Other menu items include The Joseph Mario, a traditional style meatball sub topped with Mal’s sauce, and The Salvatore, which features spicy or mild sausage with onions, and both green and red bell peppers.
1320 S. Lamar Blvd. – Website
5/ Via 313
Via 313 is a little slice of Detroit in our capital city. In 2011, the Hunt brothers opened up their first trailer on East Sixth Street. Since that fateful day, they have been hypnotizing Austinites with their unconventional square pizza.

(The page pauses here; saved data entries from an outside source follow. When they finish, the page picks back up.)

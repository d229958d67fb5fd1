//! Per-node bookkeeping.

use crate::{Characteristics, DeviceType, NodeFlags, NodeId};

/// What the filter remembers about one of its nodes.
///
/// `lower` is an observing handle: the filter forwards to it but never owns
/// its lifetime.
#[derive(Debug, Clone, Copy, PartialEq, Eq)]
pub struct FilterNode {
    /// The filter node itself.
    pub id: NodeId,
    /// The node directly below, as returned by the insertion.
    pub lower: NodeId,
    /// Device type copied from the target.
    pub device_type: DeviceType,
    /// Transfer flags mirrored from the target.
    pub flags: NodeFlags,
    /// Characteristics mirrored from the target.
    pub characteristics: Characteristics,
}

impl FilterNode {
    /// Returns `true` if requests on this node carry keystroke records.
    #[inline]
    pub fn is_input_stream(&self) -> bool {
        self.device_type == DeviceType::Keyboard
    }
}
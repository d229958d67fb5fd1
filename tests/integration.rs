//! Integration tests driving a filter through a complete host.
//!
//! These tests verify that:
//! 1. Attachment is idempotent, bounded in retries and clamped in enumeration
//! 2. The fast path declines whatever the lower table cannot serve
//! 3. Query-open redirection is undone on every outcome
//! 4. Unload converges and waits for in-flight completions

use stackfilter::*;
use std::sync::atomic::{AtomicBool, Ordering};
use std::sync::{Arc, Mutex};
use std::thread;
use std::time::Duration;

fn init_logging() {
    let _ = env_logger::builder().is_test(true).try_init();
}

// =============================================================================
// Mock Drivers
// =============================================================================

/// A file system whose volumes publish a configurable fast-path table and
/// answer every supported fast-path call with a fixed result.
struct MockFs {
    table: Option<FastIoTable>,
    answer: bool,
    fast_calls: Mutex<Vec<(FastIoKind, Option<NodeId>)>>,
}

impl MockFs {
    fn new(table: Option<FastIoTable>, answer: bool) -> Arc<Self> {
        Arc::new(Self {
            table,
            answer,
            fast_calls: Mutex::new(Vec::new()),
        })
    }
}

impl Driver for MockFs {
    fn dispatch(&self, _: &dyn DeviceHost, _: NodeId, mut request: Request) -> Status {
        request.complete(Status::Success, 0)
    }

    fn fast_io_table(&self) -> Option<FastIoTable> {
        self.table
    }

    fn fast_io(&self, _: &dyn DeviceHost, _: NodeId, call: FastIoCall<'_>) -> bool {
        let addressed = match &call {
            FastIoCall::QueryOpen { request, .. } => request.addressed(),
            _ => None,
        };
        self.fast_calls.lock().unwrap().push((call.kind(), addressed));
        if let FastIoCall::QueryOpen { info, .. } = call {
            info.end_of_file = 4096;
        }
        self.answer
    }
}

/// A keyboard that parks reads until the test completes them.
#[derive(Default)]
struct ParkingKeyboard {
    parked: Mutex<Option<Request>>,
}

impl Driver for ParkingKeyboard {
    fn dispatch(&self, _: &dyn DeviceHost, _: NodeId, request: Request) -> Status {
        *self.parked.lock().unwrap() = Some(request);
        Status::Pending
    }
}

struct World {
    host: MemoryHost,
    filter: Arc<StackFilter>,
    fs: DriverId,
}

impl World {
    fn new(driver: Arc<dyn Driver>, config: FilterConfig) -> Self {
        init_logging();
        let host = MemoryHost::new();
        let fs = DriverId::new("MockFs");
        host.register_driver(fs.clone(), driver).unwrap();
        let filter = StackFilter::new(config).unwrap();
        filter.load(&host).unwrap();
        Self { host, filter, fs }
    }

    fn with_terminal_fs() -> Self {
        init_logging();
        let host = MemoryHost::new();
        let fs = DriverId::new("TerminalFs");
        host.add_terminal_driver(&fs);
        let filter = StackFilter::new(FilterConfig::default()).unwrap();
        filter.load(&host).unwrap();
        Self { host, filter, fs }
    }

    fn node(&self, device_type: DeviceType) -> NodeId {
        self.host
            .create_node(&self.fs, device_type, NodeFlags::BUFFERED_IO, Characteristics::empty())
            .unwrap()
    }

    fn volume(&self) -> NodeId {
        self.node(DeviceType::DiskFileSystem)
    }
}

// =============================================================================
// Tests: Attachment
// =============================================================================

#[test]
fn attach_twice_leaves_one_filter_node() {
    let world = World::with_terminal_fs();
    let vol = world.volume();

    let first = world.filter.attach_to_resource(&world.host, vol).unwrap();
    let second = world.filter.attach_to_resource(&world.host, vol).unwrap();

    assert_eq!(first, second);
    assert_eq!(world.host.stack_of(vol), vec![first, vol]);
    assert_eq!(world.host.node_count(world.filter.id()), 1);
}

#[test]
fn attach_to_never_ready_target_stops_after_eight_attempts() {
    let world = World::with_terminal_fs();
    let vol = world.volume();
    world.host.keep_initializing(vol, None).unwrap();

    let err = world.filter.attach_to_resource(&world.host, vol).unwrap_err();

    assert_eq!(err, FilterError::AttachFailed { target: vol, attempts: 8 });
    assert_eq!(world.host.attach_attempts(), 8);
    assert!(world.host.elapsed() >= Duration::from_millis(4000));
    assert_eq!(world.host.node_count(world.filter.id()), 0);
    assert!(!world.filter.is_attached(&world.host, vol));
}

#[test]
fn retry_bound_follows_configuration() {
    let world = World::new(
        MockFs::new(None, false),
        FilterConfig::default()
            .with_attach_attempts(3)
            .with_attach_retry_delay(Duration::from_millis(20)),
    );
    let vol = world.volume();
    world.host.keep_initializing(vol, None).unwrap();

    let err = world.filter.attach_to_resource(&world.host, vol).unwrap_err();

    assert_eq!(err, FilterError::AttachFailed { target: vol, attempts: 3 });
    assert_eq!(world.host.elapsed(), Duration::from_millis(60));
}

#[test]
fn class_enumeration_is_clamped_to_capacity() {
    let world = World::with_terminal_fs();
    let control = world.volume();
    for _ in 0..100 {
        world.volume();
    }

    let report = world.filter.attach_to_class(&world.host, control).unwrap();

    assert_eq!(report.total, 101);
    assert_eq!(report.examined, ENUMERATION_CAPACITY);
    assert_eq!(report.attached, ENUMERATION_CAPACITY - 1);
    assert_eq!(report.skipped, 1);
    // control node plus the members that fit
    assert_eq!(world.host.node_count(world.filter.id()), ENUMERATION_CAPACITY);
    assert_eq!(world.host.outstanding_references(), 0);
}

#[test]
fn class_notifications_attach_and_detach() {
    let world = World::with_terminal_fs();
    let control = world.volume();
    let vol = world.volume();

    assert!(world.host.activate_class(control).is_empty());
    assert!(world.filter.is_attached(&world.host, control));
    assert!(world.filter.is_attached(&world.host, vol));

    assert!(world.host.deactivate_class(control).is_empty());
    assert!(!world.filter.is_attached(&world.host, control));
    // volumes keep their filter until unload
    assert!(world.filter.is_attached(&world.host, vol));
}

#[test]
fn classes_active_before_load_are_picked_up() {
    init_logging();
    let host = MemoryHost::new();
    let fs = DriverId::new("EarlyFs");
    host.add_terminal_driver(&fs);
    let control = host
        .create_node(&fs, DeviceType::CdRomFileSystem, NodeFlags::empty(), Characteristics::empty())
        .unwrap();
    let vol = host
        .create_node(&fs, DeviceType::CdRomFileSystem, NodeFlags::empty(), Characteristics::empty())
        .unwrap();
    host.activate_class(control);

    let filter = StackFilter::new(FilterConfig::default()).unwrap();
    filter.load(&host).unwrap();

    assert!(filter.is_attached(&host, vol));
}

#[test]
fn class_attach_failure_surfaces_to_notifier() {
    let world = World::with_terminal_fs();
    let control = world.volume();
    world.volume();
    world.host.fail_enumeration(&world.fs, true);

    let errors = world.host.activate_class(control);

    assert_eq!(errors.len(), 1);
    assert!(matches!(errors[0], FilterError::EnumerationFailed { .. }));
    assert!(!world.filter.is_attached(&world.host, control));
}

// =============================================================================
// Tests: Fast Path
// =============================================================================

#[test]
fn short_table_declines_lock_even_though_populated() {
    let short = FastIoTable::with_declared_size(FastIoSet::all(), FastIoTable::size_for_slots(5));
    let fs = MockFs::new(Some(short), true);
    let world = World::new(fs.clone(), FilterConfig::default());
    let vol = world.volume();
    let node = world.filter.attach_to_resource(&world.host, vol).unwrap();
    let file = FileObject::new("\\pagefile.sys");

    let mut status = IoStatus::default();
    let lock = FastIoCall::Lock {
        file: &file,
        offset: 0,
        length: 512,
        process: ProcessId(8),
        key: 1,
        fail_immediately: false,
        exclusive: true,
        status: &mut status,
    };
    assert!(!world.filter.fast_io(&world.host, node, lock));

    let mut info = FileStandardInformation::default();
    let mut status = IoStatus::default();
    let query = FastIoCall::QueryStandardInfo {
        file: &file,
        wait: true,
        info: &mut info,
        status: &mut status,
    };
    assert!(world.filter.fast_io(&world.host, node, query));

    let calls = fs.fast_calls.lock().unwrap();
    assert_eq!(calls.as_slice(), &[(FastIoKind::QueryStandardInfo, None)]);
}

#[test]
fn query_open_restores_addressed_node_on_both_outcomes() {
    for answer in [true, false] {
        let fs = MockFs::new(Some(FastIoTable::full(FastIoSet::QUERY_OPEN)), answer);
        let world = World::new(fs.clone(), FilterConfig::default());
        let vol = world.volume();
        let node = world.filter.attach_to_resource(&world.host, vol).unwrap();

        let mut request = Request::new(MajorFunction::Create).with_file(FileObject::new("\\x"));
        request.enter(node);
        let mut info = FileNetworkOpenInformation::default();
        let handled = world.filter.fast_io(
            &world.host,
            node,
            FastIoCall::QueryOpen {
                request: &mut request,
                info: &mut info,
            },
        );

        assert_eq!(handled, answer);
        assert_eq!(request.addressed(), Some(node));
        assert_eq!(info.end_of_file, 4096);
        assert_eq!(
            fs.fast_calls.lock().unwrap().as_slice(),
            &[(FastIoKind::QueryOpen, Some(vol))]
        );
    }
}

#[test]
fn vanishing_volume_takes_filter_node_with_it() {
    let world = World::with_terminal_fs();
    let vol = world.volume();
    let node = world.filter.attach_to_resource(&world.host, vol).unwrap();

    world.host.release(vol);

    assert!(world.filter.attached_nodes().is_empty());
    assert!(world.host.node_info(node).is_err());
    let report = world.filter.unload(&world.host).unwrap();
    assert_eq!(report, TeardownReport { passes: 1, detached: 0 });
}

// =============================================================================
// Tests: Quiesce and Teardown
// =============================================================================

#[test]
fn unload_waits_for_parked_keyboard_read() {
    let keyboard = Arc::new(ParkingKeyboard::default());
    let world = World::new(
        keyboard.clone(),
        FilterConfig::default()
            .with_name("KbdSpy")
            .with_quiesce_poll_interval(Duration::from_millis(10)),
    );
    let kbd = world.node(DeviceType::Keyboard);
    let node = world.filter.attach_to_resource(&world.host, kbd).unwrap();

    let status = world.host.call(node, Request::new(MajorFunction::Read));
    assert_eq!(status, Status::Pending);
    assert_eq!(world.filter.pending(), 1);

    let completed = Arc::new(AtomicBool::new(false));
    let flag = Arc::clone(&completed);
    let parked = Arc::clone(&keyboard);
    let completer = thread::spawn(move || {
        thread::sleep(Duration::from_millis(50));
        let mut request = parked.parked.lock().unwrap().take().unwrap();
        let key = KeyboardInputData {
            make_code: 0x2a,
            flags: KeyFlags::E0,
            ..KeyboardInputData::default()
        };
        request.buffer_mut().extend_from_slice(&key.encode());
        flag.store(true, Ordering::SeqCst);
        request.complete(Status::Success, KeyboardInputData::SIZE);
    });

    let report = world.filter.unload(&world.host).unwrap();

    assert!(completed.load(Ordering::SeqCst));
    assert_eq!(world.filter.pending(), 0);
    assert_eq!(report.detached, 1);
    assert_eq!(world.filter.state(), FilterState::Released);
    completer.join().unwrap();
}

#[test]
fn teardown_converges_within_bounded_passes() {
    let world = World::with_terminal_fs();
    let count = 150;
    for _ in 0..count {
        let vol = world.volume();
        world.filter.attach_to_resource(&world.host, vol).unwrap();
    }

    let report = world.filter.unload(&world.host).unwrap();

    assert_eq!(report.detached, count);
    assert!(report.passes <= count.div_ceil(ENUMERATION_CAPACITY) + 1);
    assert_eq!(world.host.node_count(world.filter.id()), 0);
    assert_eq!(world.host.outstanding_references(), 0);
}

#[test]
fn no_notifications_reach_an_unloaded_filter() {
    let world = World::with_terminal_fs();
    world.filter.unload(&world.host).unwrap();
    let control = world.volume();

    assert!(world.host.activate_class(control).is_empty());
    assert_eq!(world.host.node_count(world.filter.id()), 0);
}

// =============================================================================
// Tests: Real Workflows
// =============================================================================

#[test]
fn attach_enumerate_detach_roundtrip() {
    let world = World::with_terminal_fs();
    let resource = world.volume();

    let n1 = world.filter.attach_to_resource(&world.host, resource).unwrap();
    assert_eq!(world.host.stack_of(resource), vec![n1, resource]);
    assert!(world.filter.is_attached(&world.host, resource));

    assert!(world.filter.detach_from_resource(&world.host, resource));
    assert!(!world.filter.is_attached(&world.host, resource));
    assert_eq!(world.host.stack_of(resource), vec![resource]);
    assert_eq!(world.host.outstanding_references(), 0);
}

#[test]
fn requests_flow_through_the_filter() {
    let world = World::with_terminal_fs();
    let vol = world.volume();
    let node = world.filter.attach_to_resource(&world.host, vol).unwrap();

    let seen = Arc::new(Mutex::new(None));
    let sink = Arc::clone(&seen);
    let request = Request::new(MajorFunction::Create)
        .with_file(FileObject::new("\\Windows\\notepad.exe"))
        .on_completion(move |r| *sink.lock().unwrap() = Some(r.io_status()));

    assert_eq!(world.host.call(node, request), Status::Success);
    assert_eq!(seen.lock().unwrap().map(|s| s.status), Some(Status::Success));
}

#[test]
fn filter_is_shareable_across_threads() {
    let world = Arc::new(World::with_terminal_fs());
    let vols: Vec<NodeId> = (0..8).map(|_| world.volume()).collect();

    let handles: Vec<_> = vols
        .iter()
        .map(|&vol| {
            let world = Arc::clone(&world);
            thread::spawn(move || {
                let node = world.filter.attach_to_resource(&world.host, vol).unwrap();
                world.host.call(node, Request::new(MajorFunction::Write))
            })
        })
        .collect();
    for handle in handles {
        assert_eq!(handle.join().unwrap(), Status::Success);
    }

    assert_eq!(world.filter.attached_nodes().len(), vols.len());
}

I took a walk on the east side a few years back and discovered this trailer in front of Violet Crown Social Club. When my herbivore pie arrived in all it’s four-sided glory, it was like finding money in a jacket pocket. I suddenly realized what I had been missing.
I devoured the crispy goodness piled high with mushrooms, onions, green peppers, and black olives in record time. In fact, I didn’t even have time to question the truck’s sauce-on-top ideology. Meat eaters rave about Via 313’s Detroiter, which features both smoked pepperoni and natural casing pepperoni. And everyone agrees on the cheese bread appetizer.
1111 East 6th St. and 61 Rainey St. – Website
Italian food this good should be savored and shared. Enjoy!
@dollarsaenz wants to know:
What are your favorite Italian food trucks in Austin?